Collected data entries:
########################################
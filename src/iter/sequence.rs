use std::fmt::Debug;

use crate::collections::contiguous::Vector;
use crate::iter::{Capability, ContiguousTag, Distance, Traverse};
use crate::util::error::{IndexOutOfBounds, PositionOutOfRange};
use crate::util::result::ResultExtension;

/// A sequence of values, addressed through positions that the sequence itself interprets.
///
/// Positions are plain handles, similar to indices into an arena. They can be compared, cloned and
/// stored freely, but they only mean something to the sequence that produced them. A range is a
/// pair of positions `[first, last)`, where `last` is reachable from `first` by repeated calls to
/// [`next`](Sequence::next).
///
/// The capability of a sequence is exposed as the associated [`Category`](Sequence::Category) tag.
/// Every tag knows how to [`Traverse`] the sequences it is attached to, so generic algorithms can
/// call the cheapest implementation of a primitive without any runtime checks.
pub trait Sequence {
    type Value;
    type Position: Clone + PartialEq + Debug;
    type Category: Capability + Traverse<Self>;

    /// Returns the position of the first value.
    fn begin(&self) -> Self::Position;

    /// Returns the past-the-end position.
    fn end(&self) -> Self::Position;

    /// Returns a reference to the value at `pos`.
    ///
    /// # Panics
    /// Implementations may panic if `pos` doesn't refer to a value of this sequence.
    fn at(&self, pos: &Self::Position) -> &Self::Value;

    /// Moves `pos` forward by one step.
    fn next(&self, pos: &mut Self::Position);
}

/// A [`Sequence`] whose values can be replaced in place.
pub trait SequenceMut: Sequence {
    fn at_mut(&mut self, pos: &Self::Position) -> &mut Self::Value;

    /// Exchanges the values at the two positions.
    fn swap_at(&mut self, a: &Self::Position, b: &Self::Position);

    /// Overwrites the value at `dst` with a clone of the value at `src`.
    fn assign(&mut self, dst: &Self::Position, src: &Self::Position)
    where
        Self::Value: Clone,
    {
        let value = self.at(src).clone();
        *self.at_mut(dst) = value;
    }
}

/// A [`Sequence`] whose positions can also step backwards.
pub trait Bidirectional: Sequence {
    fn prev(&self, pos: &mut Self::Position);
}

/// A [`Sequence`] whose positions can jump by arbitrary offsets in constant time.
pub trait RandomAccess: Bidirectional {
    /// Returns the position `n` steps away from `pos`, `n` may be negative.
    fn jump(&self, pos: &Self::Position, n: Distance) -> Self::Position;

    /// Returns the signed number of steps from `from` to `to`.
    fn diff(&self, from: &Self::Position, to: &Self::Position) -> Distance;
}

/// A [`RandomAccess`] sequence stored in a single allocation, which can be viewed as a slice.
pub trait Contiguous: RandomAccess {
    fn as_slice(&self) -> &[Self::Value];

    fn as_mut_slice(&mut self) -> &mut [Self::Value];

    /// Converts a position into an index of [`as_slice`](Contiguous::as_slice).
    fn index_of(&self, pos: &Self::Position) -> usize;
}

/// Checks that moving `position` by `offset` stays within `0..=len`, returning the new position.
fn checked_offset(position: usize, offset: Distance, len: usize) -> Result<usize, PositionOutOfRange> {
    position.checked_add_signed(offset)
        .filter(|new| *new <= len)
        .ok_or(PositionOutOfRange { position, offset, len })
}

impl<T> Sequence for [T] {
    type Value = T;
    type Position = usize;
    type Category = ContiguousTag;

    fn begin(&self) -> usize {
        0
    }

    fn end(&self) -> usize {
        self.len()
    }

    fn at(&self, pos: &usize) -> &T {
        self.get(*pos)
            .ok_or(IndexOutOfBounds { index: *pos, len: self.len() })
            .throw()
    }

    fn next(&self, pos: &mut usize) {
        *pos = checked_offset(*pos, 1, self.len()).throw();
    }
}

impl<T> SequenceMut for [T] {
    fn at_mut(&mut self, pos: &usize) -> &mut T {
        let len = self.len();
        self.get_mut(*pos)
            .ok_or(IndexOutOfBounds { index: *pos, len })
            .throw()
    }

    fn swap_at(&mut self, a: &usize, b: &usize) {
        let len = self.len();
        for index in [*a, *b] {
            if index >= len {
                Err(IndexOutOfBounds { index, len }).throw()
            }
        }
        self.swap(*a, *b);
    }
}

impl<T> Bidirectional for [T] {
    fn prev(&self, pos: &mut usize) {
        *pos = checked_offset(*pos, -1, self.len()).throw();
    }
}

impl<T> RandomAccess for [T] {
    fn jump(&self, pos: &usize, n: Distance) -> usize {
        checked_offset(*pos, n, self.len()).throw()
    }

    fn diff(&self, from: &usize, to: &usize) -> Distance {
        to.wrapping_sub(*from) as Distance
    }
}

impl<T> Contiguous for [T] {
    fn as_slice(&self) -> &[T] {
        self
    }

    fn as_mut_slice(&mut self) -> &mut [T] {
        self
    }

    fn index_of(&self, pos: &usize) -> usize {
        *pos
    }
}

// Vector is a thin wrapper over its slice, all positions are the slice's indices.

impl<T> Sequence for Vector<T> {
    type Value = T;
    type Position = usize;
    type Category = ContiguousTag;

    fn begin(&self) -> usize {
        0
    }

    fn end(&self) -> usize {
        self.len()
    }

    fn at(&self, pos: &usize) -> &T {
        (**self).at(pos)
    }

    fn next(&self, pos: &mut usize) {
        (**self).next(pos)
    }
}

impl<T> SequenceMut for Vector<T> {
    fn at_mut(&mut self, pos: &usize) -> &mut T {
        (**self).at_mut(pos)
    }

    fn swap_at(&mut self, a: &usize, b: &usize) {
        (**self).swap_at(a, b)
    }
}

impl<T> Bidirectional for Vector<T> {
    fn prev(&self, pos: &mut usize) {
        (**self).prev(pos)
    }
}

impl<T> RandomAccess for Vector<T> {
    fn jump(&self, pos: &usize, n: Distance) -> usize {
        (**self).jump(pos, n)
    }

    fn diff(&self, from: &usize, to: &usize) -> Distance {
        (**self).diff(from, to)
    }
}

impl<T> Contiguous for Vector<T> {
    fn as_slice(&self) -> &[T] {
        self
    }

    fn as_mut_slice(&mut self) -> &mut [T] {
        self
    }

    fn index_of(&self, pos: &usize) -> usize {
        *pos
    }
}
########################################
**PROBLEM TO WORK ON:**
Each line above should appear again, reproduced exactly.

**SOLUTION FOR THIS PROBLEM:**
filename src/iter/sequence.rs
use std::fmt::Debug;

use crate::collections::contiguous::Vector;
use crate::iter::{Capability, ContiguousTag, Distance, Traverse};
use crate::util::error::{IndexOutOfBounds, PositionOutOfRange};
use crate::util::result::ResultExtension;

/// A sequence of values, addressed through positions that the sequence itself interprets.
///
/// Positions are plain handles, similar to indices into an arena. They can be compared, cloned and
/// stored freely, but they only mean something to the sequence that produced them. A range is a
/// pair of positions `[first, last)`, where `last` is reachable from `first` by repeated calls to
/// [`next`](Sequence::next).
///
/// The capability of a sequence is exposed as the associated [`Category`](Sequence::Category) tag.
/// Every tag knows how to [`Traverse`] the sequences it is attached to, so generic algorithms can
/// call the cheapest implementation of a primitive without any runtime checks.
pub trait Sequence {
    type Value;
    type Position: Clone + PartialEq + Debug;
    type Category: Capability + Traverse<Self>;

    /// Returns the position of the first value.
    fn begin(&self) -> Self::Position;

    /// Returns the past-the-end position.
    fn end(&self) -> Self::Position;

    /// Returns a reference to the value at `pos`.
    ///
    /// # Panics
    /// Implementations may panic if `pos` doesn't refer to a value of this sequence.
    fn at(&self, pos: &Self::Position) -> &Self::Value;

    /// Moves `pos` forward by one step.
    fn next(&self, pos: &mut Self::Position);
}

/// A [`Sequence`] whose values can be replaced in place.
pub trait SequenceMut: Sequence {
    fn at_mut(&mut self, pos: &Self::Position) -> &mut Self::Value;

    /// Exchanges the values at the two positions.
    fn swap_at(&mut self, a: &Self::Position, b: &Self::Position);

    /// Overwrites the value at `dst` with a clone of the value at `src`.
    fn assign(&mut self, dst: &Self::Position, src: &Self::Position)
    where
        Self::Value: Clone,
    {
        let value = self.at(src).clone();
        *self.at_mut(dst) = value;
    }
}

/// A [`Sequence`] whose positions can also step backwards.
pub trait Bidirectional: Sequence {
    fn prev(&self, pos: &mut Self::Position);
}

/// A [`Sequence`] whose positions can jump by arbitrary offsets in constant time.
pub trait RandomAccess: Bidirectional {
    /// Returns the position `n` steps away from `pos`, `n` may be negative.
    fn jump(&self, pos: &Self::Position, n: Distance) -> Self::Position;

    /// Returns the signed number of steps from `from` to `to`.
    fn diff(&self, from: &Self::Position, to: &Self::Position) -> Distance;
}

/// A [`RandomAccess`] sequence stored in a single allocation, which can be viewed as a slice.
pub trait Contiguous: RandomAccess {
    fn as_slice(&self) -> &[Self::Value];

    fn as_mut_slice(&mut self) -> &mut [Self::Value];

    /// Converts a position into an index of [`as_slice`](Contiguous::as_slice).
    fn index_of(&self, pos: &Self::Position) -> usize;
}

/// Checks that moving `position` by `offset` stays within `0..=len`, returning the new position.
fn checked_offset(position: usize, offset: Distance, len: usize) -> Result<usize, PositionOutOfRange> {
    position.checked_add_signed(offset)
        .filter(|new| *new <= len)
        .ok_or(PositionOutOfRange { position, offset, len })
}

impl<T> Sequence for [T] {
    type Value = T;
    type Position = usize;
    type Category = ContiguousTag;

    fn begin(&self) -> usize {
        0
    }

    fn end(&self) -> usize {
        self.len()
    }

    fn at(&self, pos: &usize) -> &T {
        self.get(*pos)
            .ok_or(IndexOutOfBounds { index: *pos, len: self.len() })
            .throw()
    }

    fn next(&self, pos: &mut usize) {
        *pos = checked_offset(*pos, 1, self.len()).throw();
    }
}

impl<T> SequenceMut for [T] {
    fn at_mut(&mut self, pos: &usize) -> &mut T {
        let len = self.len();
        self.get_mut(*pos)
            .ok_or(IndexOutOfBounds { index: *pos, len })
            .throw()
    }

    fn swap_at(&mut self, a: &usize, b: &usize) {
        let len = self.len();
        for index in [*a, *b] {
            if index >= len {
                Err(IndexOutOfBounds { index, len }).throw()
            }
        }
        self.swap(*a, *b);
    }
}

impl<T> Bidirectional for [T] {
    fn prev(&self, pos: &mut usize) {
        *pos = checked_offset(*pos, -1, self.len()).throw();
    }
}

impl<T> RandomAccess for [T] {
    fn jump(&self, pos: &usize, n: Distance) -> usize {
        checked_offset(*pos, n, self.len()).throw()
    }

    fn diff(&self, from: &usize, to: &usize) -> Distance {
        to.wrapping_sub(*from) as Distance
    }
}

impl<T> Contiguous for [T] {
    fn as_slice(&self) -> &[T] {
        self
    }

    fn as_mut_slice(&mut self) -> &mut [T] {
        self
    }

    fn index_of(&self, pos: &usize) -> usize {
        *pos
    }
}

// Vector is a thin wrapper over its slice, all positions are the slice's indices.

impl<T> Sequence for Vector<T> {
    type Value = T;
    type Position = usize;
    type Category = ContiguousTag;

    fn begin(&self) -> usize {
        0
    }

    fn end(&self) -> usize {
        self.len()
    }

    fn at(&self, pos: &usize) -> &T {
        (**self).at(pos)
    }

    fn next(&self, pos: &mut usize) {
        (**self).next(pos)
    }
}

impl<T> SequenceMut for Vector<T> {
    fn at_mut(&mut self, pos: &usize) -> &mut T {
        (**self).at_mut(pos)
    }

    fn swap_at(&mut self, a: &usize, b: &usize) {
        (**self).swap_at(a, b)
    }
}

impl<T> Bidirectional for Vector<T> {
    fn prev(&self, pos: &mut usize) {
        (**self).prev(pos)
    }
}

impl<T> RandomAccess for Vector<T> {
    fn jump(&self, pos: &usize, n: Distance) -> usize {
        (**self).jump(pos, n)
    }

    fn diff(&self, from: &usize, to: &usize) -> Distance {
        (**self).diff(from, to)
    }
}

impl<T> Contiguous for Vector<T> {
    fn as_slice(&self) -> &[T] {
        self
    }

    fn as_mut_slice(&mut self) -> &mut [T] {
        self
    }

    fn index_of(&self, pos: &usize) -> usize {
        *pos
    }
}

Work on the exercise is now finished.